Lately where this has struck me the most is in all of the discussions about the newly revised USDS (now United States DOGE Services). One of the ways that people have played the rhetoric game is by comparing what DOGE is doing to a bank audit. The move here is clear. Everyone would agree that it is good to check the bank books to make sure no one is siphoning money off into their pockets. It’s a slam dunk. So how could anyone oppose what the DOGE is doing?
But truth is more nuanced than loose metaphors. Indeed, the use of metaphors in rhetoric is a way of short-cutting someone to agree with you without actually having to deal with specifics of that situation. The value of what the DOGE is doing in its cutting of funds within the federal government is going to be a point of disagreement. But to suggest that people are irrational in their opposition (“It’s a bank audit; we’re catching corruption”) is to lack virtue in our truth-telling.
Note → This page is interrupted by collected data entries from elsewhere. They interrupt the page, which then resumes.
impl Volume {
    /// Initializes `drive` and finds a FAT32 filesystem on it.
    pub fn mount<D: BlockDevice + ?Sized>(dev: &mut D, drive: u8) -> Result<Self, Error> {
        if dev.initialize(drive) != Status::Ready {
            return Err(Error::NotReady);
        }

        let mut sector = [0u8; SECTOR];
        dev.read_blocks(drive, &mut sector, 0, 1)?;
        if !signed(&sector) {
            return Err(Error::NoFilesystem);
        }

        let start = if is_boot_sector(&sector) {
            0
        } else {
            let entry = &sector[PARTITION_TABLE..PARTITION_TABLE + 16];
            let start = u32::from_le_bytes([entry[8], entry[9], entry[10], entry[11]]);
            match entry[4] {
                0 => return Err(Error::NoFilesystem),
                kind if PARTITION_FAT32.contains(&kind) => (),
                _ => return Err(Error::Unsupported),
            }
            dev.read_blocks(drive, &mut sector, start, 1)?;
            if !signed(&sector) || !is_boot_sector(&sector) {
                return Err(Error::NoFilesystem);
            }
            start
        };

        let (bpb, _) = LayoutVerified::<_, BootSector>::new_unaligned_from_prefix(&sector[..])
            .ok_or(Error::NoFilesystem)?;
        let bpb = bpb.into_ref();

        let spc = u32::from(bpb.sectors_per_cluster);
        if !spc.is_power_of_two() || bpb.fat_count == 0 || bpb.reserved_sectors.get() == 0 {
            return Err(Error::Corrupt);
        }
        // FAT12 and FAT16 have a fixed root directory and a 16-bit FAT size.
        if bpb.root_entries.get() != 0 || bpb.fat_size_16.get() != 0 {
            return Err(Error::Unsupported);
        }

        let total = match bpb.total_sectors_16.get() {
            0 => bpb.total_sectors_32.get(),
            n => u32::from(n),
        };
        let fat_size = bpb.fat_size_32.get();
        if fat_size == 0 {
            return Err(Error::Corrupt);
        }
        let reserved = u32::from(bpb.reserved_sectors.get());
        let fats = u32::from(bpb.fat_count)
            .checked_mul(fat_size)
            .ok_or(Error::Corrupt)?;
        let data_sectors = total
            .checked_sub(reserved)
            .and_then(|n| n.checked_sub(fats))
            .ok_or(Error::Corrupt)?;
        let fat_start = start.checked_add(reserved).ok_or(Error::Corrupt)?;
        let data_start = fat_start.checked_add(fats).ok_or(Error::Corrupt)?;
        // Every sector of the volume must be addressable.
        data_start
            .checked_add(data_sectors)
            .ok_or(Error::Corrupt)?;

        let clusters = data_sectors / spc;
        let fat_entries = u64::from(fat_size) * (SECTOR / 4) as u64;
        if clusters > MAX_CLUSTERS || fat_entries < u64::from(clusters) + 2 {
            return Err(Error::Corrupt);
        }

        Ok(Self {
            drive,
            fat_start,
            data_start,
            sectors_per_cluster: spc,
            root_cluster: bpb.root_cluster.get(),
            clusters,
        })
    }

    /// Opens the file at `path`. Components are separated by `/`; a leading
    /// `/` is optional.
    pub fn open<D: BlockDevice + ?Sized>(&self, dev: &mut D, path: &str) -> Result<File, Error> {
        let mut rest = path.strip_prefix('/').unwrap_or(path);
        if rest.split('/').any(|component| short_name(component).is_none()) {
            return Err(Error::InvalidPath);
        }
        let mut dir = self.root_cluster;
        loop {
            let (component, remainder) = match rest.split_once('/') {
                Some((component, remainder)) => (component, Some(remainder)),
                None => (rest, None),
            };
            let name = short_name(component).ok_or(Error::InvalidPath)?;
            let entry = self.find(dev, dir, &name)?;

            match remainder {
                Some(remainder) => {
                    if !entry.is_dir() {
                        return Err(Error::NotFound);
                    }
                    // ".." entries pointing at the root say cluster 0.
                    dir = match entry.first_cluster() {
                        0 => self.root_cluster,
                        cluster => cluster,
                    };
                    rest = remainder;
                }
                None if entry.is_dir() => return Err(Error::IsDirectory),
                None => {
                    let size = entry.size.get();
                    if size > 0 && !self.in_range(entry.first_cluster()) {
                        return Err(Error::Corrupt);
                    }
                    return Ok(File::new(entry.first_cluster(), size));
                }
            }
        }
    }

    /// Reads from the current position of `file`, returning how many bytes
    /// were read. Zero means end of file.
    pub fn read<D: BlockDevice + ?Sized>(
        &self,
        dev: &mut D,
        file: &mut File,
        buf: &mut [u8],
    ) -> Result<usize, Error> {
        let cluster_bytes = self.sectors_per_cluster * SECTOR as u32;
        let mut sector = [0u8; SECTOR];
        let mut done = 0;

        while done < buf.len() && file.pos < file.size {
            let cluster = self.seek_cluster(dev, file)?;
            let offset = file.pos % cluster_bytes;
            let lba = self.cluster_lba(cluster)? + offset / SECTOR as u32;
            dev.read_blocks(self.drive, &mut sector, lba, 1)?;

            let within = offset as usize % SECTOR;
            let n = (SECTOR - within)
                .min(buf.len() - done)
                .min((file.size - file.pos) as usize);
            buf[done..done + n].copy_from_slice(&sector[within..within + n]);
            done += n;
            file.pos += n as u32;
        }
        Ok(done)
    }

    pub fn seek(&self, file: &mut File, pos: u32) -> Result<(), Error> {
        if pos > file.size {
            return Err(Error::OutOfRange);
        }
        file.pos = pos;
        Ok(())
    }

    fn find<D: BlockDevice + ?Sized>(
        &self,
        dev: &mut D,
        dir: u32,
        name: &[u8; 11],
    ) -> Result<DirEntry, Error> {
        let mut sector = [0u8; SECTOR];
        let mut cluster = dir;
        // A directory can't be longer than the volume; anything else is a
        // loop in the FAT.
        for _ in 0..self.clusters {
            let lba = self.cluster_lba(cluster)?;
            for s in 0..self.sectors_per_cluster {
                dev.read_blocks(self.drive, &mut sector, lba + s, 1)?;
                for raw in sector.chunks_exact(size_of::<DirEntry>()) {
                    let entry = LayoutVerified::<_, DirEntry>::new_unaligned(raw)
                        .ok_or(Error::Corrupt)?
                        .into_ref();
                    match entry.name[0] {
                        ENTRY_END => return Err(Error::NotFound),
                        ENTRY_DELETED => continue,
                        _ => (),
                    }
                    if entry.attr & ATTR_LONG_NAME == ATTR_LONG_NAME
                        || entry.attr & ATTR_VOLUME_ID != 0
                    {
                        continue;
                    }
                    if entry.name.eq_ignore_ascii_case(name) {
                        return Ok(*entry);
                    }
                }
            }
            match self.next_cluster(dev, cluster)? {
                Some(next) => cluster = next,
                None => return Err(Error::NotFound),
            }
        }
        Err(Error::Corrupt)
    }

    /// Walks `file`'s chain to the cluster containing its position.
    fn seek_cluster<D: BlockDevice + ?Sized>(
        &self,
        dev: &mut D,
        file: &mut File,
    ) -> Result<u32, Error> {
        let index = file.pos / (self.sectors_per_cluster * SECTOR as u32);
        if index < file.cluster_index {
            file.cluster = file.first_cluster;
            file.cluster_index = 0;
        }
        while file.cluster_index < index {
            file.cluster = self
                .next_cluster(dev, file.cluster)?
                .ok_or(Error::Corrupt)?;
            file.cluster_index += 1;
        }
        Ok(file.cluster)
    }

    fn next_cluster<D: BlockDevice + ?Sized>(
        &self,
        dev: &mut D,
        cluster: u32,
    ) -> Result<Option<u32>, Error> {
        if !self.in_range(cluster) {
            return Err(Error::Corrupt);
        }
        let offset = cluster as usize * 4;
        let mut sector = [0u8; SECTOR];
        dev.read_blocks(
            self.drive,
            &mut sector,
            self.fat_start + (offset / SECTOR) as u32,
            1,
        )?;
        let at = offset % SECTOR;
        let entry = u32::from_le_bytes([sector[at], sector[at + 1], sector[at + 2], sector[at + 3]])
            & CLUSTER_MASK;
        match entry {
            e if e >= END_OF_CHAIN => Ok(None),
            e if self.in_range(e) => Ok(Some(e)),
            _ => Err(Error::Corrupt),
        }
    }

    /// Whether `cluster` names one of the volume's data clusters.
    fn in_range(&self, cluster: u32) -> bool {
        (2..self.clusters + 2).contains(&cluster)
    }

    fn cluster_lba(&self, cluster: u32) -> Result<u32, Error> {
        if !self.in_range(cluster) {
            return Err(Error::Corrupt);
        }
        Ok(self.data_start + (cluster - 2) * self.sectors_per_cluster)
    }
}
// This Source Code Form is subject to the terms of the Mozilla Public
// License, v. 2.0. If a copy of the MPL was not distributed with this
// file, You can obtain one at https://mozilla.org/MPL/2.0/.

//! The boot sequence.
//!
//! Once per power-on:
//!
//! 1. Test RAM and mount the card. Failing either is fatal.
//! 2. If there's an image, give the operator a few seconds to ask for a new
//!    one instead.
//! 3. Get an image over XMODEM if we need one.
//! 4. Copy the image to the load address named in its header and jump to it.
//!
//! Anything that goes wrong in 3 or 4 lands us back in 3, waiting for a
//! transfer. This is the recovery path, so it must never give up.
//!
//! Everything here is ordinary code over the [`Board`], [`Jumper`],
//! [`Serial`] and [`FileStore`] seams; the board support package supplies the
//! real ones.

use log::{debug, error, info, warn};

use crate::serial::Serial;
use crate::store::{self, FileStore, Mode};
use crate::xmodem::{self, Receiver, MAX_PAYLOAD};
use crate::{ImageHeader, LoadError, BAD_ADDRESS, HEADER_SIZE};

/// Written to every `stride`th word of RAM by [`ram_test`].
pub const RAM_PATTERN: u32 = 0x1234_5678;

/// Largest chunk the loader moves at once.
pub const MAX_CHUNK: usize = 1024;

/// Boot policy.
#[derive(Copy, Clone, Debug)]
pub struct Config {
    /// The application image.
    pub image_path: &'static str,
    /// Length of the "press a key for a new image" window, in ticks.
    pub countdown_ticks: u32,
    /// Receive attempts per XMODEM packet.
    pub retries: u32,
    /// Bytes copied to RAM per file read; at most `MAX_CHUNK`.
    pub chunk: usize,
}

impl Default for Config {
    fn default() -> Self {
        Self {
            image_path: "/app",
            countdown_ticks: 5,
            retries: 0x2000,
            chunk: 512,
        }
    }
}

#[derive(Copy, Clone, Debug, Eq, PartialEq)]
pub enum Led {
    /// Blinks while we wait, and once per received packet.
    Activity,
    /// On during the RAM test; blinks forever if we halt.
    Fault,
}

#[derive(Copy, Clone, Debug, Eq, PartialEq)]
pub enum Pause {
    /// One countdown tick, about a second.
    Tick,
    /// Between rounds of the recovery loop.
    Retry,
    /// Half a period of the fault blink.
    Blink,
}

/// What the boot sequence needs from the board, apart from the console and
/// storage.
pub trait Board {
    fn set_led(&mut self, led: Led, on: bool);
    fn toggle_led(&mut self, led: Led);
    fn pause(&mut self, pause: Pause);

    /// Checks that external RAM works.
    fn test_ram(&mut self) -> bool;

    /// Whether an image may occupy `len` bytes from `address`: RAM that
    /// exists, and that neither this program nor the staged file lives in.
    fn can_load(&self, address: u32, len: u32) -> bool;

    /// Copies `data` to physical address `address`.
    ///
    /// # Safety
    ///
    /// The destination must be RAM that nothing in this program uses.
    unsafe fn copy_to_ram(&mut self, address: u32, data: &[u8]);
}

/// Transfers control to loaded code.
pub trait Jumper {
    /// Calls the code at `entry` with no arguments.
    ///
    /// Ordinarily this never returns. If the program does return, so does
    /// this.
    ///
    /// # Safety
    ///
    /// `entry` must be the address of code, following the platform calling
    /// convention, that won't trample on this program's memory if it wants
    /// to come back.
    unsafe fn jump(&mut self, entry: u32);
}

/// Conditions we can't boot past.
#[derive(Copy, Clone, Debug, Eq, PartialEq, thiserror::Error)]
pub enum Fatal {
    #[error("DDR ERROR")]
    Ram,
    #[error("failed to mount SD card: {0}")]
    Mount(store::Error),
}

#[derive(Copy, Clone, Debug, Eq, PartialEq, thiserror::Error)]
pub enum AcquireError {
    #[error("failed to create image file: {0}")]
    Create(store::Error),
    #[error("no transfer started: {0}")]
    NotStarted(xmodem::Error),
    #[error("error in transfer: {0}")]
    Transfer(xmodem::Error),
    #[error("failed to write chunk: {0}")]
    Write(store::Error),
}

/// Where the recovery loop is.
#[derive(Copy, Clone, Debug, Eq, PartialEq)]
pub enum BootState {
    /// Waiting for an image over XMODEM.
    Waiting,
    /// There's an image file; try to boot it.
    Loading,
}

pub struct Bootloader<S, F, B> {
    serial: S,
    store: F,
    board: B,
    config: Config,
}

impl<S, F, B> Bootloader<S, F, B>
where
    S: Serial,
    F: FileStore,
    B: Board + Jumper,
{
    pub fn new(serial: S, store: F, board: B, config: Config) -> Self {
        Self {
            serial,
            store,
            board,
            config,
        }
    }

    pub fn board(&self) -> &B {
        &self.board
    }

    pub fn store(&self) -> &F {
        &self.store
    }

    pub fn serial(&self) -> &S {
        &self.serial
    }

    /// Boots. Never returns; if nothing bootable ever arrives we wait for a
    /// transfer forever.
    pub fn run(&mut self) -> ! {
        if let Err(e) = self.bring_up() {
            error!("{e}");
            self.halt();
        }
        let mut state = self.start();
        loop {
            self.step(&mut state);
        }
    }

    /// Blinks the fault LED forever.
    pub fn halt(&mut self) -> ! {
        loop {
            self.board.toggle_led(Led::Fault);
            self.board.pause(Pause::Blink);
        }
    }

    /// Tests RAM and mounts storage.
    pub fn bring_up(&mut self) -> Result<(), Fatal> {
        info!("AM335x BeagleBone Bootloader");
        info!("Executing DDR Test...");

        self.board.set_led(Led::Fault, true);
        if !self.board.test_ram() {
            return Err(Fatal::Ram);
        }
        info!("DDR OK");
        self.board.set_led(Led::Fault, false);

        self.store.mount().map_err(Fatal::Mount)
    }

    /// Decides where the recovery loop starts: with the image on storage,
    /// unless there isn't one or the operator asks for a new one.
    pub fn start(&mut self) -> BootState {
        if self.image_present() && !self.countdown() {
            return BootState::Loading;
        }
        info!("Waiting for file transfer...");
        BootState::Waiting
    }

    /// One round of the recovery loop.
    pub fn step(&mut self, state: &mut BootState) {
        match *state {
            BootState::Waiting => match self.acquire() {
                Ok(len) => {
                    info!("Programming successful ({len} bytes)");
                    *state = BootState::Loading;
                }
                Err(AcquireError::NotStarted(e)) => debug!("still waiting: {e}"),
                Err(e) => warn!("{e}"),
            },
            BootState::Loading => {
                let entry = self.load();
                if entry != BAD_ADDRESS {
                    info!("Jumping to application");
                    // Safety: `entry` is where we just put the image. That
                    // region isn't ours, per the memory map.
                    unsafe { self.board.jump(entry) };
                }
                warn!("Failed to load image");
                info!("No image detected. Waiting for file transfer...");
                *state = BootState::Waiting;
            }
        }
        self.board.toggle_led(Led::Activity);
        self.board.pause(Pause::Retry);
    }

    pub fn image_present(&mut self) -> bool {
        match self.store.open(self.config.image_path, Mode::Read) {
            Ok(file) => {
                self.store.close(file).ok();
                true
            }
            Err(_) => false,
        }
    }

    /// Counts down, returning `true` if any key was pressed meanwhile.
    pub fn countdown(&mut self) -> bool {
        info!("Press any key to transfer new image...");
        for remaining in (0..self.config.countdown_ticks).rev() {
            info!("{}", if remaining > 0 { "Tick..." } else { "Tock!" });
            self.board.pause(Pause::Tick);
            if self.serial.read(&mut [0u8; 1]) == 1 {
                return true;
            }
        }
        false
    }

    /// Receives an image over XMODEM into the image file, returning its
    /// length.
    ///
    /// If the sender never shows up this gives up after one round of
    /// retries, with `NotStarted`; call again to keep waiting. Once a
    /// transfer has started any failure cancels it and leaves the image file
    /// empty.
    pub fn acquire(&mut self) -> Result<usize, AcquireError> {
        let path = self.config.image_path;
        let mut file = self
            .store
            .open(path, Mode::CreateAlways)
            .map_err(AcquireError::Create)?;

        debug!("Waiting for XMODEM transfer to begin");
        let mut rx = Receiver::new();
        rx.init(&mut self.serial, self.config.retries)
            .map_err(AcquireError::NotStarted)?;

        let mut chunk = [0u8; MAX_PAYLOAD];
        let mut total = 0;
        let result = loop {
            match rx.receive_next(&mut chunk) {
                Ok(0) => break Ok(total),
                Ok(len) => match self.store.write(&mut file, &chunk[..len]) {
                    Ok(written) if written == len => total += len,
                    Ok(_) => {
                        rx.abort().ok();
                        break Err(AcquireError::Write(store::Error::Full));
                    }
                    Err(e) => {
                        rx.abort().ok();
                        break Err(AcquireError::Write(e));
                    }
                },
                Err(e) if total == 0 => break Err(AcquireError::NotStarted(e)),
                Err(e) => break Err(AcquireError::Transfer(e)),
            }
            self.board.toggle_led(Led::Activity);
        };
        self.store.close(file).ok();

        if let Err(AcquireError::Transfer(_) | AcquireError::Write(_)) = result {
            // Don't leave a partial image behind.
            if let Ok(file) = self.store.open(path, Mode::CreateAlways) {
                self.store.close(file).ok();
            }
        }
        result
    }

    /// Copies the image to RAM, returning its load address, or
    /// [`BAD_ADDRESS`] if there's nothing loadable.
    pub fn load(&mut self) -> u32 {
        match self.try_load() {
            Ok(address) => address,
            Err(e) => {
                warn!("{e}");
                BAD_ADDRESS
            }
        }
    }

    pub fn try_load(&mut self) -> Result<u32, LoadError> {
        let mut file = self
            .store
            .open(self.config.image_path, Mode::Read)
            .map_err(LoadError::Open)?;
        let result = self.copy_image(&mut file);
        self.store.close(file).ok();
        result
    }

    fn copy_image(&mut self, file: &mut F::File) -> Result<u32, LoadError> {
        let mut raw = [0u8; HEADER_SIZE];
        let n = self.store.read(file, &mut raw).map_err(LoadError::Read)?;
        let header = ImageHeader::parse(&raw[..n]).ok_or(LoadError::NoHeader)?;

        let address = header.load_address.get();
        let len = header
            .body_len()
            .ok_or(LoadError::BadSize(header.size.get()))?;
        if address.checked_add(len).is_none() || !self.board.can_load(address, len) {
            return Err(LoadError::BadAddress { address, len });
        }
        debug!("Loading to {address:#010x}, size {len:#x}");
        info!("Image loading...");

        let mut buf = [0u8; MAX_CHUNK];
        let chunk = self.config.chunk.clamp(1, MAX_CHUNK);
        let mut copied = 0;
        while copied < len {
            let want = chunk.min((len - copied) as usize);
            let got = self
                .store
                .read(file, &mut buf[..want])
                .map_err(LoadError::Read)?;
            if got != want {
                return Err(LoadError::Truncated {
                    expected: header.size.get(),
                    got: HEADER_SIZE as u32 + copied + got as u32,
                });
            }
            // Safety: the board vouched for the whole range in `can_load`.
            unsafe { self.board.copy_to_ram(address + copied, &buf[..want]) };
            copied += want as u32;
        }
        Ok(address)
    }
}

/// Writes [`RAM_PATTERN`] to every `stride`th word of `ram` and checks that
/// it reads back.
pub fn ram_test(ram: &mut [u32], stride: usize) -> bool {
    for word in ram.iter_mut().step_by(stride.max(1)) {
        // Volatile, or the compiler would happily skip the read back.
        unsafe {
            core::ptr::write_volatile(word, RAM_PATTERN);
            if core::ptr::read_volatile(word) != RAM_PATTERN {
                return false;
            }
        }
    }
    true
}
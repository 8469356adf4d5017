// This Source Code Form is subject to the terms of the Mozilla Public
// License, v. 2.0. If a copy of the MPL was not distributed with this
// file, You can obtain one at https://mozilla.org/MPL/2.0/.

//! Receive-only XMODEM-CRC / XMODEM-1K.
//!
//! The sender drives the transfer; we only ever react to it. Each call to
//! [`Receiver::receive_next`] is one protocol round: we send a control byte
//! (`C` to start, ACK to request the next packet), then read packets until
//! one checks out, the sender ends or cancels the transfer, or we run out of
//! attempts.
//!
//! On the wire a packet is
//!
//! ```text
//! [SOH|STX] [seq] [0xFF - seq] [128|1024 payload bytes] [CRC16, big endian]
//! ```
//!
//! and the end of a transfer is a lone EOT, which we acknowledge.

use num_derive::FromPrimitive;
use num_traits::FromPrimitive;

use crate::crc::crc16;
use crate::serial::Serial;

/// Request to start a transfer in CRC mode.
pub const START: u8 = b'C';
pub const ACK: u8 = 0x06;
pub const NAK: u8 = 0x15;
pub const CAN: u8 = 0x18;

/// Largest payload we can receive.
pub const MAX_PAYLOAD: usize = 1024;

/// Leading byte of everything the sender transmits.
#[derive(Copy, Clone, Debug, Eq, PartialEq, FromPrimitive)]
#[repr(u8)]
enum Marker {
    /// 128-byte packet.
    Soh = 0x01,
    /// 1024-byte packet.
    Stx = 0x02,
    /// End of transfer.
    Eot = 0x04,
    /// Sender gave up.
    Can = 0x18,
}

#[derive(Copy, Clone, Debug, Eq, PartialEq)]
pub enum State {
    Uninitialized,
    /// Initialized, no transfer in flight. The next round asks the sender to
    /// start.
    Waiting,
    /// At least one packet accepted. The next round acknowledges it.
    Receiving,
}

/// Why a single receive attempt was rejected. These are retried.
#[derive(Copy, Clone, Debug, Eq, PartialEq, thiserror::Error)]
pub enum Fault {
    #[error("timed out waiting for the sender")]
    Timeout,
    #[error("packet ended early")]
    Truncated,
    #[error("unexpected marker byte {0:#04x}")]
    UnexpectedMarker(u8),
    #[error("got packet {got} ({complement:#04x}), expected {expected}")]
    Sequence { expected: u8, got: u8, complement: u8 },
    #[error("checksum {received:#06x} does not match payload ({computed:#06x})")]
    Crc { received: u16, computed: u16 },
}

#[derive(Copy, Clone, Debug, Eq, PartialEq, thiserror::Error)]
pub enum Error {
    #[error("serial channel is not configured")]
    NotConfigured,
    #[error("receiver is not initialized")]
    Uninitialized,
    #[error("transfer cancelled by sender")]
    Cancelled,
    #[error("out of retries ({last})")]
    RetriesExhausted { last: Fault },
    #[error("no room for a payload")]
    NoBuffer,
}

/// What a successful attempt turned up.
enum Packet {
    Data(usize),
    End,
    Cancel,
}

/// One transfer session on one serial channel.
pub struct Receiver<S> {
    channel: Option<S>,
    state: State,
    retries: u32,
    sequence: u8,
    buffer: [u8; MAX_PAYLOAD],
}

impl<S> Default for Receiver<S> {
    fn default() -> Self {
        Self::new()
    }
}

impl<S> Receiver<S> {
    /// Creates an uninitialized receiver. Nothing can be received until
    /// [`init`](Self::init) hands it a channel.
    pub const fn new() -> Self {
        Self {
            channel: None,
            state: State::Uninitialized,
            retries: 0,
            sequence: 1,
            buffer: [0; MAX_PAYLOAD],
        }
    }

    pub fn state(&self) -> State {
        self.state
    }

    /// Sequence number the next data packet must carry.
    pub fn expected_sequence(&self) -> u8 {
        self.sequence
    }

    /// Gives the channel back, leaving the receiver uninitialized.
    pub fn release(&mut self) -> Option<S> {
        self.state = State::Uninitialized;
        self.channel.take()
    }
}

impl<S: Serial> Receiver<S> {
    /// Starts a session on `channel`. `retries` is the number of receive
    /// attempts each call to [`receive_next`](Self::receive_next) may make.
    pub fn init(&mut self, channel: S, retries: u32) -> Result<(), Error> {
        if !channel.is_configured() {
            return Err(Error::NotConfigured);
        }
        self.channel = Some(channel);
        self.retries = retries;
        self.sequence = 1;
        self.state = State::Waiting;
        Ok(())
    }

    /// Runs one protocol round.
    ///
    /// Returns the number of payload bytes copied into `out` (at most
    /// `out.len()`; anything beyond that is dropped), or zero when the sender
    /// has ended the transfer. Any error leaves the session back in
    /// `Waiting`, having told the sender to cancel if a transfer was in
    /// flight.
    ///
    /// An empty `out` is refused with [`Error::NoBuffer`] before anything
    /// goes on the wire, since zero is how the end of a transfer reads.
    pub fn receive_next(&mut self, out: &mut [u8]) -> Result<usize, Error> {
        let command = match self.state {
            State::Uninitialized => return Err(Error::Uninitialized),
            State::Waiting => START,
            State::Receiving => ACK,
        };
        let Some(channel) = self.channel.as_mut() else {
            return Err(Error::Uninitialized);
        };
        if out.is_empty() {
            return Err(Error::NoBuffer);
        }

        self.buffer.fill(0);
        channel.write(&[command]);

        let mut last = Fault::Timeout;
        for attempt in 1..=self.retries {
            match read_packet(channel, &mut self.buffer, self.sequence) {
                Ok(Packet::Data(len)) => {
                    let n = out.len().min(len);
                    out[..n].copy_from_slice(&self.buffer[..n]);
                    self.sequence = self.sequence.wrapping_add(1);
                    self.state = State::Receiving;
                    return Ok(n);
                }
                Ok(Packet::End) => {
                    channel.write(&[ACK]);
                    self.sequence = 1;
                    self.state = State::Waiting;
                    return Ok(0);
                }
                Ok(Packet::Cancel) => {
                    log::trace!("sender cancelled");
                    self.cancel();
                    return Err(Error::Cancelled);
                }
                Err(fault) => {
                    log::trace!("attempt {attempt}: {fault}");
                    last = fault;
                    // A silent sender gets no NAK; there is nothing to resend.
                    if attempt < self.retries && fault != Fault::Timeout {
                        self.buffer.fill(0);
                        channel.write(&[NAK]);
                    }
                }
            }
        }

        self.cancel();
        Err(Error::RetriesExhausted { last })
    }

    /// Cancels the session. The sender is told to stop; the receiver goes
    /// back to waiting for a new transfer.
    pub fn abort(&mut self) -> Result<(), Error> {
        if self.state == State::Uninitialized {
            return Err(Error::Uninitialized);
        }
        if let Some(channel) = self.channel.as_mut() {
            channel.write(&[CAN, CAN]);
        }
        self.sequence = 1;
        self.state = State::Waiting;
        Ok(())
    }

    /// Error-path teardown: only a transfer in flight needs cancelling.
    fn cancel(&mut self) {
        if self.state == State::Receiving {
            if let Some(channel) = self.channel.as_mut() {
                channel.write(&[CAN, CAN]);
            }
        }
        self.sequence = 1;
        self.state = State::Waiting;
    }
}

/// Reads one whole packet off the wire and validates it.
///
/// The packet is always read to its end before it is judged, so that a
/// rejected packet doesn't leave payload bytes behind to be mistaken for the
/// next marker.
fn read_packet<S: Serial>(
    channel: &mut S,
    buffer: &mut [u8; MAX_PAYLOAD],
    expected: u8,
) -> Result<Packet, Fault> {
    let mut marker = [0u8];
    if !read_exact(channel, &mut marker) {
        return Err(Fault::Timeout);
    }
    let len = match Marker::from_u8(marker[0]) {
        Some(Marker::Soh) => 128,
        Some(Marker::Stx) => 1024,
        Some(Marker::Eot) => return Ok(Packet::End),
        Some(Marker::Can) => return Ok(Packet::Cancel),
        None => return Err(Fault::UnexpectedMarker(marker[0])),
    };

    let mut sequence = [0u8; 2];
    let mut crc = [0u8; 2];
    let complete = read_exact(channel, &mut sequence)
        && read_exact(channel, &mut buffer[..len])
        && read_exact(channel, &mut crc);
    if !complete {
        return Err(Fault::Truncated);
    }

    let [got, complement] = sequence;
    if got != expected || complement != 0xFF - expected {
        return Err(Fault::Sequence {
            expected,
            got,
            complement,
        });
    }

    let received = u16::from_be_bytes(crc);
    let computed = crc16(&buffer[..len]);
    if received != computed {
        return Err(Fault::Crc { received, computed });
    }

    Ok(Packet::Data(len))
}

/// Fills `buf` from the channel, giving up on the first read timeout.
fn read_exact<S: Serial>(channel: &mut S, buf: &mut [u8]) -> bool {
    let mut filled = 0;
    while filled < buf.len() {
        let n = channel.read(&mut buf[filled..]);
        if n == 0 {
            return false;
        }
        filled += n;
    }
    true
}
There are some instances where the DOGE claims that there is large-scale corruption. I will hasten to add that the evidence given is not enough to convince me at present. But most of the cuts are taking place at the level of policy. In other words, the evaluation and judgment of the administration is that certain types of things are not valuable. In some cases I might agree and in some cases I might not. But it is emphatically not a dedication to truth that would suggest that these kinds of decisions can be considered equivalent to looking for someone embezzling funds.
Truth matters. Christians rightly stand firm on this. It is imperative that Christians uphold and model the method of humble, self-reflective truth-seeking. If telling the truth carefully doesn’t seem situated to “win the day” for our cause, then why don’t we leave the victories to God? We do not fight with the weapons of the world.